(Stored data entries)
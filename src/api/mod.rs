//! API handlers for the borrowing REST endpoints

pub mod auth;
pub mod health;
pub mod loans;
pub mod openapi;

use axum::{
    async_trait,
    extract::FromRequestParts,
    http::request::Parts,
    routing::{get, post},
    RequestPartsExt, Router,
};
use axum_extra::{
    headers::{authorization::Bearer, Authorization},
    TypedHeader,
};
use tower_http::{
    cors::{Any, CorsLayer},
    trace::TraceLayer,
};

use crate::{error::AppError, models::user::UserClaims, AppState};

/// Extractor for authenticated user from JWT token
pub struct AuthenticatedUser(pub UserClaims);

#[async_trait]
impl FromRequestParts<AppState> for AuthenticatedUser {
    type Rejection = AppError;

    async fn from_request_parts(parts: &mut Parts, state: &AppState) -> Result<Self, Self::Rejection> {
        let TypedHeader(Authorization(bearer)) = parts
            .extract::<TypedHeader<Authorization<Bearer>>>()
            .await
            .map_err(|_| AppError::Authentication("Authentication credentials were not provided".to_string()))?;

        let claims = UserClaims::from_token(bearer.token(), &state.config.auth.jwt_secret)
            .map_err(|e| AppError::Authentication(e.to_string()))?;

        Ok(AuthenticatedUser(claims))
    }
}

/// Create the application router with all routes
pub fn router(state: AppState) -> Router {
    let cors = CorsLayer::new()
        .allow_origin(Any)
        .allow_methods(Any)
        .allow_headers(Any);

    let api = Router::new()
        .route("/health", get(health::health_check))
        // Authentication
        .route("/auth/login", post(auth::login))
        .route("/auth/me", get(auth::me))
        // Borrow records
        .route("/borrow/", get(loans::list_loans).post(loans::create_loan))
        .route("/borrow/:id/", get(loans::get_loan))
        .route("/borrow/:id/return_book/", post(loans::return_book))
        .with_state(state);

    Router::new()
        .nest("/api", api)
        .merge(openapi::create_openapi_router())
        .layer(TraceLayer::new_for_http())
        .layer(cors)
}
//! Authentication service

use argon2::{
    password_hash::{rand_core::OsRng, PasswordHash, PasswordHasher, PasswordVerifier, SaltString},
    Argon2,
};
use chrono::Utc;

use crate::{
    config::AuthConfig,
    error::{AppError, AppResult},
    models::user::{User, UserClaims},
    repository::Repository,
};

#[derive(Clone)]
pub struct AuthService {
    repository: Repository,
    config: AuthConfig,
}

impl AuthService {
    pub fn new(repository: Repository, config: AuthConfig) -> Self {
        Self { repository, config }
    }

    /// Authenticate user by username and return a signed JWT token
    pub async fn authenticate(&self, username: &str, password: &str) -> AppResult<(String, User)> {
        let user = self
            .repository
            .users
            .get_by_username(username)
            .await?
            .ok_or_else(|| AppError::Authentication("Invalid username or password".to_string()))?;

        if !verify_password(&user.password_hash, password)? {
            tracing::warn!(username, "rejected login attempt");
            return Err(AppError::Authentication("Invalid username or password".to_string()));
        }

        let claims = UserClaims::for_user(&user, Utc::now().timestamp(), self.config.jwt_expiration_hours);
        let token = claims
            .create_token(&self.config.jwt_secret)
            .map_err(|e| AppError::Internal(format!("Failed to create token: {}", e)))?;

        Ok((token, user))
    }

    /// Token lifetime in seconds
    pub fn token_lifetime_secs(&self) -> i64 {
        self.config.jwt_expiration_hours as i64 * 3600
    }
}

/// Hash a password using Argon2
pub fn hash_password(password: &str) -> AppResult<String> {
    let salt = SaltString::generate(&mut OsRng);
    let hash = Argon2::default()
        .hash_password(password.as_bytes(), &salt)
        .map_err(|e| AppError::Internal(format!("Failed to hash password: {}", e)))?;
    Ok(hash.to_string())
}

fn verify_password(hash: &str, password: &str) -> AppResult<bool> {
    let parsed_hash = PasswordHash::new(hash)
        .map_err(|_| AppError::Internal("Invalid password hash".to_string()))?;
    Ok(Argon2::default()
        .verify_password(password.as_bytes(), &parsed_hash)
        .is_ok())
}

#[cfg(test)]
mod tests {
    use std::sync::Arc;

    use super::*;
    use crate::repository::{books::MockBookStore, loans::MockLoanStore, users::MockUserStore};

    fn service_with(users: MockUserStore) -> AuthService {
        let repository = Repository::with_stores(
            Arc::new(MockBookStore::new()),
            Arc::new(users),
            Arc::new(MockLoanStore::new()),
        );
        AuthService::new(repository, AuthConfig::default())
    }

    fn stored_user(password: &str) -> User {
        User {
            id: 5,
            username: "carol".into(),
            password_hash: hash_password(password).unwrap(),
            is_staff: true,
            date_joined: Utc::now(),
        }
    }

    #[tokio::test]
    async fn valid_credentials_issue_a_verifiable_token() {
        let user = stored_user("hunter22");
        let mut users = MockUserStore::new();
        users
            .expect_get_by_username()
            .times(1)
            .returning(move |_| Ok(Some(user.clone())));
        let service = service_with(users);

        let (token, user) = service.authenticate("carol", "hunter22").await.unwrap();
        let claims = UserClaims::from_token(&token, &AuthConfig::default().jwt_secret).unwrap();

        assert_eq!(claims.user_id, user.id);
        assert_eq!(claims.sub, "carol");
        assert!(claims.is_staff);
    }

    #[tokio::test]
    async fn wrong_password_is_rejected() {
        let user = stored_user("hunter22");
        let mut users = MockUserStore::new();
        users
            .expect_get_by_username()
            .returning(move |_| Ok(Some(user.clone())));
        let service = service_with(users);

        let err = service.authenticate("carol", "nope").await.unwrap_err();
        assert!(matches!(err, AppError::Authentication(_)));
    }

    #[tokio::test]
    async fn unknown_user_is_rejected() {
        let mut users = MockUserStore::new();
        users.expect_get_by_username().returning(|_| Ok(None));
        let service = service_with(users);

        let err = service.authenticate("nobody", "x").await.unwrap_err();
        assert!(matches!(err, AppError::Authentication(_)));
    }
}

• _Assignment_:
Could every entry be given again exactly, with no line skipped?

• _Exercise result_:
filename src/api/mod.rs
//! API handlers for the borrowing REST endpoints

pub mod auth;
pub mod health;
pub mod loans;
pub mod openapi;

use axum::{
    async_trait,
    extract::FromRequestParts,
    http::request::Parts,
    routing::{get, post},
    RequestPartsExt, Router,
};
use axum_extra::{
    headers::{authorization::Bearer, Authorization},
    TypedHeader,
};
use tower_http::{
    cors::{Any, CorsLayer},
    trace::TraceLayer,
};

use crate::{error::AppError, models::user::UserClaims, AppState};

/// Extractor for authenticated user from JWT token
pub struct AuthenticatedUser(pub UserClaims);

#[async_trait]
impl FromRequestParts<AppState> for AuthenticatedUser {
    type Rejection = AppError;

    async fn from_request_parts(parts: &mut Parts, state: &AppState) -> Result<Self, Self::Rejection> {
        let TypedHeader(Authorization(bearer)) = parts
            .extract::<TypedHeader<Authorization<Bearer>>>()
            .await
            .map_err(|_| AppError::Authentication("Authentication credentials were not provided".to_string()))?;

        let claims = UserClaims::from_token(bearer.token(), &state.config.auth.jwt_secret)
            .map_err(|e| AppError::Authentication(e.to_string()))?;

        Ok(AuthenticatedUser(claims))
    }
}

/// Create the application router with all routes
pub fn router(state: AppState) -> Router {
    let cors = CorsLayer::new()
        .allow_origin(Any)
        .allow_methods(Any)
        .allow_headers(Any);

    let api = Router::new()
        .route("/health", get(health::health_check))
        // Authentication
        .route("/auth/login", post(auth::login))
        .route("/auth/me", get(auth::me))
        // Borrow records
        .route("/borrow/", get(loans::list_loans).post(loans::create_loan))
        .route("/borrow/:id/", get(loans::get_loan))
        .route("/borrow/:id/return_book/", post(loans::return_book))
        .with_state(state);

    Router::new()
        .nest("/api", api)
        .merge(openapi::create_openapi_router())
        .layer(TraceLayer::new_for_http())
        .layer(cors)
}
//! Authentication service

use argon2::{
    password_hash::{rand_core::OsRng, PasswordHash, PasswordHasher, PasswordVerifier, SaltString},
    Argon2,
};
use chrono::Utc;

use crate::{
    config::AuthConfig,
    error::{AppError, AppResult},
    models::user::{User, UserClaims},
    repository::Repository,
};

#[derive(Clone)]
pub struct AuthService {
    repository: Repository,
    config: AuthConfig,
}

impl AuthService {
    pub fn new(repository: Repository, config: AuthConfig) -> Self {
        Self { repository, config }
    }

    /// Authenticate user by username and return a signed JWT token
    pub async fn authenticate(&self, username: &str, password: &str) -> AppResult<(String, User)> {
        let user = self
            .repository
            .users
            .get_by_username(username)
            .await?
            .ok_or_else(|| AppError::Authentication("Invalid username or password".to_string()))?;

        if !verify_password(&user.password_hash, password)? {
            tracing::warn!(username, "rejected login attempt");
            return Err(AppError::Authentication("Invalid username or password".to_string()));
        }

        let claims = UserClaims::for_user(&user, Utc::now().timestamp(), self.config.jwt_expiration_hours);
        let token = claims
            .create_token(&self.config.jwt_secret)
            .map_err(|e| AppError::Internal(format!("Failed to create token: {}", e)))?;

        Ok((token, user))
    }

    /// Token lifetime in seconds
    pub fn token_lifetime_secs(&self) -> i64 {
        self.config.jwt_expiration_hours as i64 * 3600
    }
}

/// Hash a password using Argon2
pub fn hash_password(password: &str) -> AppResult<String> {
    let salt = SaltString::generate(&mut OsRng);
    let hash = Argon2::default()
        .hash_password(password.as_bytes(), &salt)
        .map_err(|e| AppError::Internal(format!("Failed to hash password: {}", e)))?;
    Ok(hash.to_string())
}

fn verify_password(hash: &str, password: &str) -> AppResult<bool> {
    let parsed_hash = PasswordHash::new(hash)
        .map_err(|_| AppError::Internal("Invalid password hash".to_string()))?;
    Ok(Argon2::default()
        .verify_password(password.as_bytes(), &parsed_hash)
        .is_ok())
}

#[cfg(test)]
mod tests {
    use std::sync::Arc;

    use super::*;
    use crate::repository::{books::MockBookStore, loans::MockLoanStore, users::MockUserStore};

    fn service_with(users: MockUserStore) -> AuthService {
        let repository = Repository::with_stores(
            Arc::new(MockBookStore::new()),
            Arc::new(users),
            Arc::new(MockLoanStore::new()),
        );
        AuthService::new(repository, AuthConfig::default())
    }

    fn stored_user(password: &str) -> User {
        User {
            id: 5,
            username: "carol".into(),
            password_hash: hash_password(password).unwrap(),
            is_staff: true,
            date_joined: Utc::now(),
        }
    }

    #[tokio::test]
    async fn valid_credentials_issue_a_verifiable_token() {
        let user = stored_user("hunter22");
        let mut users = MockUserStore::new();
        users
            .expect_get_by_username()
            .times(1)
            .returning(move |_| Ok(Some(user.clone())));
        let service = service_with(users);

        let (token, user) = service.authenticate("carol", "hunter22").await.unwrap();
        let claims = UserClaims::from_token(&token, &AuthConfig::default().jwt_secret).unwrap();

        assert_eq!(claims.user_id, user.id);
        assert_eq!(claims.sub, "carol");
        assert!(claims.is_staff);
    }

    #[tokio::test]
    async fn wrong_password_is_rejected() {
        let user = stored_user("hunter22");
        let mut users = MockUserStore::new();
        users
            .expect_get_by_username()
            .returning(move |_| Ok(Some(user.clone())));
        let service = service_with(users);

        let err = service.authenticate("carol", "nope").await.unwrap_err();
        assert!(matches!(err, AppError::Authentication(_)));
    }

    #[tokio::test]
    async fn unknown_user_is_rejected() {
        let mut users = MockUserStore::new();
        users.expect_get_by_username().returning(|_| Ok(None));
        let service = service_with(users);

        let err = service.authenticate("nobody", "x").await.unwrap_err();
        assert!(matches!(err, AppError::Authentication(_)));
    }
}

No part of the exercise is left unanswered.